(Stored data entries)
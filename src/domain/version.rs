use super::build::BuildIdentifier;
use super::comparable::SemanticVersion;
use super::parser;
use super::prerelease::PrereleaseIdentifier;
use crate::error::ParseError;
use serde::{Deserialize, Deserializer, Serialize, Serializer};
use std::borrow::Cow;
use std::cmp::Ordering;
use std::fmt;
use std::hash::{Hash, Hasher};
use std::str::FromStr;

/// Semantic version representation
///
/// `minor` and `patch` stay `None` when the source string omitted them, so
/// `"1.2"` renders back as `"1.2"`. They still compare as `0`, which makes
/// `1`, `1.0` and `1.0.0` equal.
///
/// Equality (`==`) and ordering (`<`, `>`) follow SemVer precedence and
/// ignore build metadata. Use [`SemanticVersion::strictly_eq`] to include it.
///
/// The fields are public for structured construction, which is not
/// validated. [`Version::parse`] is the checked entry point.
#[derive(Debug, Clone)]
pub struct Version {
    pub major: u64,
    pub minor: Option<u64>,
    pub patch: Option<u64>,
    pub prerelease: Option<Vec<PrereleaseIdentifier>>,
    pub build: Option<Vec<BuildIdentifier>>,
}

impl Version {
    /// `0.0.0`
    pub const INITIAL: Version = Version {
        major: 0,
        minor: Some(0),
        patch: Some(0),
        prerelease: None,
        build: None,
    };

    /// Create a new version with all three core components
    pub fn new(major: u64, minor: u64, patch: u64) -> Self {
        Version {
            major,
            minor: Some(minor),
            patch: Some(patch),
            prerelease: None,
            build: None,
        }
    }

    /// Create a version with only a major component, e.g. `"7"`
    pub fn from_major(major: u64) -> Self {
        Version {
            major,
            minor: None,
            patch: None,
            prerelease: None,
            build: None,
        }
    }

    /// Replace the pre-release identifiers
    pub fn with_prerelease(
        mut self,
        identifiers: impl IntoIterator<Item = PrereleaseIdentifier>,
    ) -> Self {
        self.prerelease = Some(identifiers.into_iter().collect());
        self
    }

    /// Replace the build identifiers
    pub fn with_build(mut self, identifiers: impl IntoIterator<Item = BuildIdentifier>) -> Self {
        self.build = Some(identifiers.into_iter().collect());
        self
    }

    /// Parse a version string such as `1.2.3-alpha.1+exp.sha.5114f85`.
    ///
    /// # Example
    /// ```
    /// use semver_compare::{PrereleaseIdentifier, Version};
    ///
    /// let v = Version::parse("1.2.3-alpha.1").unwrap();
    /// assert_eq!((v.major, v.minor, v.patch), (1, Some(2), Some(3)));
    /// assert_eq!(
    ///     v.prerelease.unwrap(),
    ///     vec![PrereleaseIdentifier::AlphaNumeric("alpha".into()), PrereleaseIdentifier::Numeric(1)]
    /// );
    /// assert!(Version::parse("01.0.0").is_err());
    /// ```
    pub fn parse(input: &str) -> Result<Self, ParseError> {
        parser::parse(input)
    }

    /// Parse a version string that is known to be valid, such as a constant.
    ///
    /// # Panics
    /// Panics if `literal` is not a valid version. Use [`Version::parse`] for
    /// anything that is not fixed at compile time.
    pub fn from_trusted_literal(literal: &str) -> Self {
        match parser::parse(literal) {
            Ok(version) => version,
            Err(e) => panic!("invalid trusted version literal '{}': {}", literal, e),
        }
    }
}

impl SemanticVersion for Version {
    fn major(&self) -> u64 {
        self.major
    }

    fn minor(&self) -> Option<u64> {
        self.minor
    }

    fn patch(&self) -> Option<u64> {
        self.patch
    }

    fn prerelease(&self) -> Option<Cow<'_, [PrereleaseIdentifier]>> {
        self.prerelease.as_deref().map(Cow::Borrowed)
    }

    fn build(&self) -> Option<Cow<'_, [BuildIdentifier]>> {
        self.build.as_deref().map(Cow::Borrowed)
    }
}

impl PartialEq for Version {
    fn eq(&self, other: &Self) -> bool {
        self.loosely_eq(other)
    }
}

impl Eq for Version {}

impl Hash for Version {
    fn hash<H: Hasher>(&self, state: &mut H) {
        self.core().hash(state);
        self.prerelease.as_deref().unwrap_or(&[]).hash(state);
    }
}

impl PartialOrd for Version {
    fn partial_cmp(&self, other: &Self) -> Option<Ordering> {
        Some(self.cmp(other))
    }
}

impl Ord for Version {
    fn cmp(&self, other: &Self) -> Ordering {
        self.precedence(other)
    }
}

impl Default for Version {
    fn default() -> Self {
        Version::INITIAL
    }
}

impl FromStr for Version {
    type Err = ParseError;

    fn from_str(s: &str) -> Result<Self, Self::Err> {
        parser::parse(s)
    }
}

impl TryFrom<&str> for Version {
    type Error = ParseError;

    fn try_from(s: &str) -> Result<Self, Self::Error> {
        parser::parse(s)
    }
}

impl fmt::Display for Version {
    fn fmt(&self, f: &mut fmt::Formatter<'_>) -> fmt::Result {
        f.write_str(&self.absolute_string())
    }
}

impl Serialize for Version {
    fn serialize<S: Serializer>(&self, serializer: S) -> Result<S::Ok, S::Error> {
        serializer.serialize_str(&self.absolute_string())
    }
}

impl<'de> Deserialize<'de> for Version {
    fn deserialize<D: Deserializer<'de>>(deserializer: D) -> Result<Self, D::Error> {
        let s = String::deserialize(deserializer)?;
        parser::parse(&s).map_err(serde::de::Error::custom)
    }
}

#[cfg(test)]
mod tests {
    use super::*;
    use std::collections::HashSet;

    #[test]
    fn test_version_parse() {
        let v = Version::parse("1.2.3").unwrap();
        assert_eq!(v.major, 1);
        assert_eq!(v.minor, Some(2));
        assert_eq!(v.patch, Some(3));
        assert!(v.prerelease.is_none());
        assert!(v.build.is_none());
    }

    #[test]
    fn test_version_parse_partial_core() {
        let v = Version::parse("7").unwrap();
        assert_eq!(v, Version::from_major(7));
        assert_eq!(v.minor, None);
        assert_eq!(v.patch, None);
    }

    #[test]
    fn test_version_from_str_and_try_from() {
        let a: Version = "1.0.0-rc.1".parse().unwrap();
        let b = Version::try_from("1.0.0-rc.1").unwrap();
        assert!(a.strictly_eq(&b));
    }

    #[test]
    fn test_version_display_round_trips() {
        for input in ["1", "1.2", "1.2.3-alpha.1+build.7", "5+3990"] {
            assert_eq!(Version::parse(input).unwrap().to_string(), input);
        }
    }

    #[test]
    fn test_version_structured_construction() {
        let v = Version::new(1, 2, 3)
            .with_prerelease([
                PrereleaseIdentifier::AlphaNumeric("alpha".to_string()),
                PrereleaseIdentifier::Numeric(1),
                PrereleaseIdentifier::Beta,
                PrereleaseIdentifier::ReleaseCandidate,
                PrereleaseIdentifier::Prerelease,
            ])
            .with_build([
                BuildIdentifier::AlphaNumeric("exp".to_string()),
                BuildIdentifier::Digits("300".to_string()),
            ]);
        assert_eq!(v.to_string(), "1.2.3-alpha.1.beta.rc.prerelease+exp.300");
    }

    #[test]
    fn test_version_initial() {
        assert_eq!(Version::INITIAL.to_string(), "0.0.0");
        assert_eq!(Version::default(), Version::from_major(0));
    }

    #[test]
    fn test_version_equality_ignores_build() {
        assert_eq!(
            Version::parse("300.0+master").unwrap(),
            Version::parse("300.0+develop").unwrap()
        );
        assert_ne!(
            Version::parse("1.0.0-alpha").unwrap(),
            Version::parse("1.0.0").unwrap()
        );
    }

    #[test]
    fn test_version_hash_matches_equality() {
        let set: HashSet<Version> = ["1", "1.0", "1.0.0", "1.0.0+abc", "1.0.0-alpha"]
            .into_iter()
            .map(Version::from_trusted_literal)
            .collect();
        assert_eq!(set.len(), 2);
    }

    #[test]
    fn test_version_sorting() {
        let mut versions: Vec<Version> = ["1.0.0", "1.0.0-rc.1", "0.9", "1.0.0-alpha", "2"]
            .into_iter()
            .map(Version::from_trusted_literal)
            .collect();
        versions.sort();
        let rendered: Vec<String> = versions.iter().map(ToString::to_string).collect();
        assert_eq!(rendered, ["0.9", "1.0.0-alpha", "1.0.0-rc.1", "1.0.0", "2"]);
    }

    #[test]
    #[should_panic(expected = "invalid trusted version literal")]
    fn test_trusted_literal_panics_on_invalid_input() {
        Version::from_trusted_literal("1.0.x");
    }

    #[test]
    fn test_version_serde_as_string() {
        let v = Version::parse("1.2-beta+7").unwrap();
        assert_eq!(serde_json::to_string(&v).unwrap(), "\"1.2-beta+7\"");

        let back: Version = serde_json::from_str("\"1.2-beta+7\"").unwrap();
        assert!(back.strictly_eq(&v));

        assert!(serde_json::from_str::<Version>("\"1.2.x\"").is_err());
    }
}
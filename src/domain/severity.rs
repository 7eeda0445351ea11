use serde::Serialize;
use std::fmt;

/// How large a step a candidate version is over the current one.
///
/// Produced by [`SemanticVersion::compare`](super::SemanticVersion::compare).
#[derive(Debug, Clone, Copy, PartialEq, Eq, Hash, Serialize)]
#[serde(rename_all = "kebab-case")]
pub enum UpdateSeverity {
    Major,
    Minor,
    Patch,
    Prerelease,
    Build,
    /// The candidate is equal or older.
    NoUpdate,
}

impl UpdateSeverity {
    /// Whether the candidate is any kind of forward update
    pub fn is_update(&self) -> bool {
        !matches!(self, UpdateSeverity::NoUpdate)
    }
}

impl fmt::Display for UpdateSeverity {
    fn fmt(&self, f: &mut fmt::Formatter<'_>) -> fmt::Result {
        let name = match self {
            UpdateSeverity::Major => "major",
            UpdateSeverity::Minor => "minor",
            UpdateSeverity::Patch => "patch",
            UpdateSeverity::Prerelease => "prerelease",
            UpdateSeverity::Build => "build",
            UpdateSeverity::NoUpdate => "no-update",
        };
        f.write_str(name)
    }
}
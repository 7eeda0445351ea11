pub mod advisory;
pub mod analyzer;
pub mod config;
pub mod domain;
pub mod error;
pub mod logging;
pub mod ui;

pub use domain::{
    parse, BuildIdentifier, CoreRendering, PrereleaseIdentifier, SemanticVersion, UpdateSeverity,
    Version,
};
pub use error::{ParseError, Result, SemverCompareError};
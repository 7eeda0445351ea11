//! Version string parser
//!
//! Grammar: `CORE[-PRERELEASE][+BUILD]` where `CORE` is one to three
//! dot-separated decimal numbers without leading zeros.

use super::build::BuildIdentifier;
use super::prerelease::PrereleaseIdentifier;
use super::version::Version;
use crate::error::ParseError;
use regex::Regex;
use std::sync::LazyLock;
use tracing::{debug, trace};

static CORE_PATTERN: LazyLock<Regex> =
    LazyLock::new(|| Regex::new(r"^[0-9]+(\.[0-9]+){0,2}$").unwrap());

/// Parse a version string into a [`Version`].
///
/// The input is split on the first `+` into the version and build sections,
/// then the version section on the first `-` into core and pre-release.
/// Every identifier must classify, otherwise the whole string is rejected.
///
/// # Example
/// ```
/// use semver_compare::{parse, ParseError};
///
/// assert!(parse("1.0.0-alpha+001").is_ok());
/// assert!(matches!(parse("1.0.0.1"), Err(ParseError::MalformedCore { .. })));
/// assert!(matches!(parse("18+123+x"), Err(ParseError::MalformedBuild { .. })));
/// ```
pub fn parse(input: &str) -> Result<Version, ParseError> {
    let result = parse_sections(input);
    match &result {
        Ok(version) => trace!(input, %version, "parsed version"),
        Err(e) => debug!(input, stage = e.stage(), error = %e, "rejected version string"),
    }
    result
}

fn parse_sections(input: &str) -> Result<Version, ParseError> {
    if input.is_empty() {
        return Err(ParseError::EmptyInput);
    }

    let (head, build) = match input.split_once('+') {
        Some((_, build)) if build.contains('+') => {
            return Err(ParseError::build(build, "more than one '+' build section"));
        }
        Some((head, build)) => (head, Some(build)),
        None => (input, None),
    };

    let (core, prerelease) = match head.split_once('-') {
        Some((core, prerelease)) => (core, Some(prerelease)),
        None => (head, None),
    };

    let (major, minor, patch) = parse_core(core)?;
    let prerelease = prerelease.map(parse_prerelease).transpose()?;
    let build = build.map(parse_build).transpose()?;

    Ok(Version {
        major,
        minor,
        patch,
        prerelease,
        build,
    })
}

fn parse_core(core: &str) -> Result<(u64, Option<u64>, Option<u64>), ParseError> {
    if core.is_empty() {
        return Err(ParseError::core(core, "missing major version"));
    }
    if !CORE_PATTERN.is_match(core) {
        return Err(ParseError::core(
            core,
            "expected MAJOR, MAJOR.MINOR or MAJOR.MINOR.PATCH made of decimal digits",
        ));
    }

    let numbers = core
        .split('.')
        .map(|segment| parse_core_segment(core, segment))
        .collect::<Result<Vec<u64>, ParseError>>()?;

    match numbers.as_slice() {
        [major] => Ok((*major, None, None)),
        [major, minor] => Ok((*major, Some(*minor), None)),
        [major, minor, patch] => Ok((*major, Some(*minor), Some(*patch))),
        _ => Err(ParseError::core(core, "too many components")),
    }
}

fn parse_core_segment(core: &str, segment: &str) -> Result<u64, ParseError> {
    if segment.len() > 1 && segment.starts_with('0') {
        return Err(ParseError::core(
            core,
            format!("leading zero in segment '{}'", segment),
        ));
    }
    segment.parse::<u64>().map_err(|_| {
        ParseError::core(
            core,
            format!("segment '{}' does not fit in 64 bits", segment),
        )
    })
}

fn parse_prerelease(section: &str) -> Result<Vec<PrereleaseIdentifier>, ParseError> {
    if section.is_empty() {
        return Err(ParseError::prerelease(section, "empty pre-release section"));
    }
    section.split('.').map(PrereleaseIdentifier::parse).collect()
}

fn parse_build(section: &str) -> Result<Vec<BuildIdentifier>, ParseError> {
    if section.is_empty() {
        return Err(ParseError::build(section, "empty build section"));
    }
    section.split('.').map(BuildIdentifier::parse).collect()
}

#[cfg(test)]
mod tests {
    use super::*;

    #[test]
    fn test_parse_full_version() {
        let v = parse("3.265893.15-alpha.13.beta+exp.sha.315").unwrap();
        assert_eq!(v.major, 3);
        assert_eq!(v.minor, Some(265893));
        assert_eq!(v.patch, Some(15));
        assert_eq!(
            v.prerelease.unwrap(),
            vec![
                PrereleaseIdentifier::Alpha,
                PrereleaseIdentifier::Numeric(13),
                PrereleaseIdentifier::Beta,
            ]
        );
        assert_eq!(
            v.build.unwrap(),
            vec![
                BuildIdentifier::AlphaNumeric("exp".to_string()),
                BuildIdentifier::AlphaNumeric("sha".to_string()),
                BuildIdentifier::Digits("315".to_string()),
            ]
        );
    }

    #[test]
    fn test_parse_hyphens_stay_in_prerelease() {
        let v = parse("1.2.3-alpha-beta+3").unwrap();
        assert_eq!(
            v.prerelease.unwrap(),
            vec![PrereleaseIdentifier::AlphaNumeric("alpha-beta".to_string())]
        );
    }

    #[test]
    fn test_parse_build_may_contain_hyphens() {
        let v = parse("1.2.3-test+123-123-123-123").unwrap();
        assert_eq!(
            v.build.unwrap(),
            vec![BuildIdentifier::AlphaNumeric("123-123-123-123".to_string())]
        );
    }

    #[test]
    fn test_parse_empty_input() {
        assert_eq!(parse(""), Err(ParseError::EmptyInput));
    }

    #[test]
    fn test_parse_core_errors() {
        for input in ["01.0.0", ".0.0", "1.0.0.1", "1.x.0", "-alpha", "+123", "1..0", "1.0."] {
            assert!(
                matches!(parse(input), Err(ParseError::MalformedCore { .. })),
                "expected core error for '{}'",
                input
            );
        }
    }

    #[test]
    fn test_parse_core_overflow() {
        assert!(matches!(
            parse("18446744073709551616"),
            Err(ParseError::MalformedCore { .. })
        ));
        assert_eq!(parse("18446744073709551615").unwrap().major, u64::MAX);
    }

    #[test]
    fn test_parse_prerelease_errors() {
        for input in ["1-", "1.0.0-alpha..1", "1.1.1-alpha%", "1.0.0-01"] {
            assert!(
                matches!(parse(input), Err(ParseError::MalformedPrerelease { .. })),
                "expected pre-release error for '{}'",
                input
            );
        }
    }

    #[test]
    fn test_parse_build_errors() {
        for input in ["1+", "2-beta+23$", "18+123+something", "1.2.3-test+a+", "1+a..b"] {
            assert!(
                matches!(parse(input), Err(ParseError::MalformedBuild { .. })),
                "expected build error for '{}'",
                input
            );
        }
    }
}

Work instructions: What is needed is a copy of every line above in which "MalformedBuild" appears.

Result for this exercise:
/// assert!(matches!(parse("18+123+x"), Err(ParseError::MalformedBuild { .. })));
                matches!(parse(input), Err(ParseError::MalformedBuild { .. })),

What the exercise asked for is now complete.